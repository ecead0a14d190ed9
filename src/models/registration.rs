//! Diesel models for the `client_trip` association table.

use diesel::prelude::*;

use crate::domain::registration::{
    NewRegistration as DomainNewRegistration, Registration as DomainRegistration,
};
use crate::domain::types::{ClientId, DateCode, TripId};
use crate::models::client::Client;
use crate::models::trip::Trip;

#[derive(Debug, Clone, Queryable, Selectable, Associations, Identifiable)]
#[diesel(primary_key(id_client, id_trip))]
#[diesel(belongs_to(Client, foreign_key = id_client))]
#[diesel(belongs_to(Trip, foreign_key = id_trip))]
#[diesel(table_name = crate::schema::client_trip)]
#[diesel(check_for_backend(diesel::sqlite::Sqlite))]
/// Association row linking a client to a trip.
pub struct ClientTrip {
    pub id_client: i32,
    pub id_trip: i32,
    pub registered_at: i32,
    pub payment_date: Option<i32>,
}

#[derive(Insertable)]
#[diesel(table_name = crate::schema::client_trip)]
/// Insertable variant of [`ClientTrip`].
pub struct NewClientTrip {
    pub id_client: i32,
    pub id_trip: i32,
    pub registered_at: i32,
    pub payment_date: Option<i32>,
}

impl From<ClientTrip> for DomainRegistration {
    fn from(row: ClientTrip) -> Self {
        Self {
            id_client: ClientId::new_unchecked(row.id_client),
            id_trip: TripId::new_unchecked(row.id_trip),
            registered_at: DateCode::new_unchecked(row.registered_at),
            payment_date: row.payment_date.map(DateCode::new_unchecked),
        }
    }
}

impl From<&DomainNewRegistration> for NewClientTrip {
    fn from(registration: &DomainNewRegistration) -> Self {
        Self {
            id_client: registration.id_client.get(),
            id_trip: registration.id_trip.get(),
            registered_at: registration.registered_at.get(),
            payment_date: registration.payment_date.map(DateCode::get),
        }
    }
}

#[cfg(test)]
mod tests {
    use super::*;

    #[test]
    fn from_domain_new_registration() {
        let today = DateCode::new(20261019).expect("valid date code");
        let domain = DomainNewRegistration::new(
            ClientId::new(1).expect("valid client id"),
            TripId::new(2).expect("valid trip id"),
            today,
        );
        let row: NewClientTrip = (&domain).into();
        assert_eq!(row.id_client, 1);
        assert_eq!(row.id_trip, 2);
        assert_eq!(row.registered_at, 20261019);
        assert_eq!(row.payment_date, Some(20261019));
    }

    #[test]
    fn unpaid_row_into_domain() {
        let row = ClientTrip {
            id_client: 1,
            id_trip: 2,
            registered_at: 20260101,
            payment_date: None,
        };
        let domain = DomainRegistration::from(row);
        assert_eq!(domain.registered_at.get(), 20260101);
        assert!(domain.payment_date.is_none());
    }

    #[test]
    fn undecodable_date_code_is_kept() {
        let row = ClientTrip {
            id_client: 1,
            id_trip: 2,
            registered_at: 0,
            payment_date: Some(0),
        };
        let domain = DomainRegistration::from(row);
        assert_eq!(domain.registered_at.get(), 0);
        assert_eq!(domain.payment_date.map(DateCode::get), Some(0));
    }
}
#[cfg(test)]
mod tests {
    use std::cell::{Cell, RefCell};

    use chrono::NaiveDate;

    use super::*;
    use crate::domain::client::{Client, NewClient};
    use crate::domain::registration::Registration;
    use crate::domain::trip::Trip;
    use crate::domain::types::{
        ClientEmail, CountryName, FirstName, LastName, Pesel, Telephone, TripName,
    };
    use crate::repository::errors::RepositoryResult;
    use crate::repository::mock::MockRepository;
    use crate::repository::{ClientReader, RegistrationReader, TripReader};

    #[derive(Clone, Default)]
    struct State {
        clients: Vec<Client>,
        trips: Vec<Trip>,
        registrations: Vec<Registration>,
    }

    /// In-memory store that snapshots its state around `atomically`.
    #[derive(Default)]
    struct FakeStore {
        state: RefCell<State>,
        /// Reports "no duplicate" even when one exists, as a racing writer would.
        hide_duplicates: Cell<bool>,
        /// Cancelled right after a registration row is inserted.
        cancel_after_insert: Option<CancellationToken>,
    }

    impl FakeStore {
        fn with_trip(max_people: i32) -> Self {
            let store = FakeStore::default();
            {
                let mut state = store.state.borrow_mut();
                state.clients.push(client(1));
                state.clients.push(client(2));
                state.clients.push(client(3));
                state.trips.push(trip(10, max_people));
            }
            store
        }

        fn registration_count(&self) -> usize {
            self.state.borrow().registrations.len()
        }
    }

    impl ClientReader for FakeStore {
        fn get_client_by_id(&self, id: ClientId) -> RepositoryResult<Option<Client>> {
            Ok(self
                .state
                .borrow()
                .clients
                .iter()
                .find(|c| c.id_client == id)
                .cloned())
        }

        fn client_exists(&self, id: ClientId) -> RepositoryResult<bool> {
            Ok(self.get_client_by_id(id)?.is_some())
        }
    }

    impl TripReader for FakeStore {
        fn list_trip_countries(&self) -> RepositoryResult<Vec<(Trip, CountryName)>> {
            Ok(Vec::new())
        }

        fn get_trip_by_id(&self, id: TripId) -> RepositoryResult<Option<Trip>> {
            Ok(self
                .state
                .borrow()
                .trips
                .iter()
                .find(|t| t.id_trip == id)
                .cloned())
        }

        fn trip_exists(&self, id: TripId) -> RepositoryResult<bool> {
            Ok(self.get_trip_by_id(id)?.is_some())
        }

        fn get_trip_max_people(&self, id: TripId) -> RepositoryResult<Option<i32>> {
            Ok(self.get_trip_by_id(id)?.map(|t| t.max_people))
        }
    }

    impl RegistrationReader for FakeStore {
        fn count_trip_registrations(&self, trip_id: TripId) -> RepositoryResult<i64> {
            let count = self
                .state
                .borrow()
                .registrations
                .iter()
                .filter(|r| r.id_trip == trip_id)
                .count();
            Ok(count as i64)
        }

        fn registration_exists(
            &self,
            client_id: ClientId,
            trip_id: TripId,
        ) -> RepositoryResult<bool> {
            if self.hide_duplicates.get() {
                return Ok(false);
            }
            Ok(self
                .state
                .borrow()
                .registrations
                .iter()
                .any(|r| r.id_client == client_id && r.id_trip == trip_id))
        }

        fn list_client_trips(
            &self,
            _client_id: ClientId,
        ) -> RepositoryResult<Vec<(Trip, Registration)>> {
            Ok(Vec::new())
        }
    }

    impl RegistrationWriter for FakeStore {
        fn create_registration(
            &self,
            registration: &NewRegistration,
        ) -> RepositoryResult<Registration> {
            let mut state = self.state.borrow_mut();
            if state.registrations.iter().any(|r| {
                r.id_client == registration.id_client && r.id_trip == registration.id_trip
            }) {
                return Err(RepositoryError::UniqueViolation(
                    "UNIQUE constraint failed: client_trip.id_client, client_trip.id_trip"
                        .to_string(),
                ));
            }
            let created = Registration::from(registration.clone());
            state.registrations.push(created.clone());
            if let Some(token) = &self.cancel_after_insert {
                token.cancel();
            }
            Ok(created)
        }

        fn delete_registration(
            &self,
            client_id: ClientId,
            trip_id: TripId,
        ) -> RepositoryResult<usize> {
            let mut state = self.state.borrow_mut();
            let before = state.registrations.len();
            state
                .registrations
                .retain(|r| !(r.id_client == client_id && r.id_trip == trip_id));
            Ok(before - state.registrations.len())
        }
    }

    impl TravelUnitOfWork for FakeStore {
        fn atomically<T, E, F>(&self, work: F) -> Result<T, E>
        where
            F: FnOnce(&dyn TravelStore) -> Result<T, E>,
            E: From<RepositoryError>,
        {
            let snapshot = self.state.borrow().clone();
            let result = work(self);
            if result.is_err() {
                self.state.replace(snapshot);
            }
            result
        }
    }

    fn client(id: i32) -> Client {
        NewClient::new(
            FirstName::new(format!("First{id}")).expect("valid first name"),
            LastName::new(format!("Last{id}")).expect("valid last name"),
            ClientEmail::new(format!("client{id}@example.com")).expect("valid email"),
            Telephone::new("+48123456789").expect("valid telephone"),
            Pesel::new("12345678901").expect("valid pesel"),
        )
        .into_client(ClientId::new(id).expect("valid client id"))
    }

    fn trip(id: i32, max_people: i32) -> Trip {
        let from = NaiveDate::from_ymd_opt(2027, 7, 1)
            .and_then(|d| d.and_hms_opt(8, 0, 0))
            .expect("valid date");
        let to = NaiveDate::from_ymd_opt(2027, 7, 14)
            .and_then(|d| d.and_hms_opt(20, 0, 0))
            .expect("valid date");
        Trip {
            id_trip: TripId::new(id).expect("valid trip id"),
            name: TripName::new("Alps").expect("valid trip name"),
            description: "Hiking in the Alps".to_string(),
            date_from: from,
            date_to: to,
            max_people,
        }
    }

    fn cid(id: i32) -> ClientId {
        ClientId::new(id).expect("valid client id")
    }

    fn tid(id: i32) -> TripId {
        TripId::new(id).expect("valid trip id")
    }

    fn today() -> DateCode {
        DateCode::new(20261019).expect("valid date code")
    }

    fn register(store: &FakeStore, client: i32, trip: i32) -> ServiceResult<RegistrationRecord> {
        register_client_on_trip_at(store, cid(client), tid(trip), today(), &CancellationToken::new())
    }

    #[test]
    fn registers_client_and_stamps_today() {
        let store = FakeStore::with_trip(2);

        let record = register(&store, 1, 10).expect("registered");

        assert_eq!(record.id_client, cid(1));
        assert_eq!(record.first_name.as_str(), "First1");
        assert_eq!(record.trip_name.as_str(), "Alps");
        assert_eq!(record.trip_description, "Hiking in the Alps");

        let state = store.state.borrow();
        assert_eq!(state.registrations.len(), 1);
        assert_eq!(state.registrations[0].registered_at, today());
        assert_eq!(state.registrations[0].payment_date, Some(today()));
    }

    #[test]
    fn unknown_client_is_reported_before_unknown_trip() {
        let store = FakeStore::with_trip(2);

        match register(&store, 99, 77) {
            Err(ServiceError::NotFound(message)) => {
                assert_eq!(message, "Client with id 99 does not exist.")
            }
            other => panic!("unexpected result: {other:?}"),
        }
    }

    #[test]
    fn unknown_trip_is_not_found() {
        let store = FakeStore::with_trip(2);

        match register(&store, 1, 77) {
            Err(ServiceError::NotFound(message)) => {
                assert_eq!(message, "Trip with id 77 does not exist.")
            }
            other => panic!("unexpected result: {other:?}"),
        }
    }

    #[test]
    fn last_free_seat_can_be_taken_once() {
        let store = FakeStore::with_trip(2);
        register(&store, 1, 10).expect("first seat");

        register(&store, 2, 10).expect("last seat");
        assert_eq!(store.registration_count(), 2);

        match register(&store, 3, 10) {
            Err(ServiceError::CapacityExceeded(message)) => {
                assert_eq!(message, "This trip is full.")
            }
            other => panic!("unexpected result: {other:?}"),
        }
        assert_eq!(store.registration_count(), 2);
    }

    #[test]
    fn overbooked_trip_still_accepts_registrations() {
        let store = FakeStore::with_trip(1);
        {
            let mut state = store.state.borrow_mut();
            for id in [1, 2] {
                state.registrations.push(Registration {
                    id_client: cid(id),
                    id_trip: tid(10),
                    registered_at: today(),
                    payment_date: None,
                });
            }
        }

        register(&store, 3, 10).expect("count differs from max_people");
        assert_eq!(store.registration_count(), 3);
    }

    #[test]
    fn full_trip_is_reported_before_duplicate() {
        let store = FakeStore::with_trip(1);
        register(&store, 1, 10).expect("only seat");

        assert!(matches!(
            register(&store, 1, 10),
            Err(ServiceError::CapacityExceeded(_))
        ));
    }

    #[test]
    fn duplicate_registration_leaves_state_unchanged() {
        let store = FakeStore::with_trip(5);
        register(&store, 1, 10).expect("registered");

        match register(&store, 1, 10) {
            Err(ServiceError::AlreadyRegistered(message)) => {
                assert_eq!(message, "Client is already registered on the trip.")
            }
            other => panic!("unexpected result: {other:?}"),
        }
        assert_eq!(store.registration_count(), 1);
    }

    #[test]
    fn unique_violation_on_insert_is_already_registered() {
        let store = FakeStore::with_trip(5);
        register(&store, 1, 10).expect("registered");
        store.hide_duplicates.set(true);

        assert!(matches!(
            register(&store, 1, 10),
            Err(ServiceError::AlreadyRegistered(_))
        ));
        assert_eq!(store.registration_count(), 1);
    }

    #[test]
    fn cancellation_after_insert_rolls_back() {
        let token = CancellationToken::new();
        let mut store = FakeStore::with_trip(5);
        store.cancel_after_insert = Some(token.clone());

        let result = register_client_on_trip_at(&store, cid(1), tid(10), today(), &token);

        assert!(matches!(result, Err(ServiceError::Cancelled)));
        assert_eq!(store.registration_count(), 0);
    }

    #[test]
    fn cancelled_token_skips_the_store() {
        let store = FakeStore::with_trip(5);
        let token = CancellationToken::new();
        token.cancel();

        let result = register_client_on_trip_at(&store, cid(1), tid(10), today(), &token);

        assert!(matches!(result, Err(ServiceError::Cancelled)));
        assert_eq!(store.registration_count(), 0);
    }

    #[test]
    fn removal_deletes_once_then_reports_not_found() {
        let store = FakeStore::with_trip(5);
        register(&store, 1, 10).expect("registered");
        let token = CancellationToken::new();

        remove_client_from_trip(&store, cid(1), tid(10), &token).expect("removed");
        assert_eq!(store.registration_count(), 0);

        match remove_client_from_trip(&store, cid(1), tid(10), &token) {
            Err(ServiceError::NotFound(message)) => assert_eq!(
                message,
                "The client with id 1 is not registered on the trip with id 10."
            ),
            other => panic!("unexpected result: {other:?}"),
        }
    }

    #[test]
    fn removal_store_failure_is_unavailable() {
        let mut repo = MockRepository::new();
        repo.expect_delete_registration()
            .times(1)
            .returning(|_, _| Err(RepositoryError::ConnectionError("timed out".to_string())));

        let result = remove_client_from_trip(&repo, cid(1), tid(10), &CancellationToken::new());

        assert!(matches!(result, Err(ServiceError::StoreUnavailable(_))));
    }
}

—————

**Task directions**
Show the lines above that include "format".

**Your solution**
            FirstName::new(format!("First{id}")).expect("valid first name"),
            LastName::new(format!("Last{id}")).expect("valid last name"),
            ClientEmail::new(format!("client{id}@example.com")).expect("valid email"),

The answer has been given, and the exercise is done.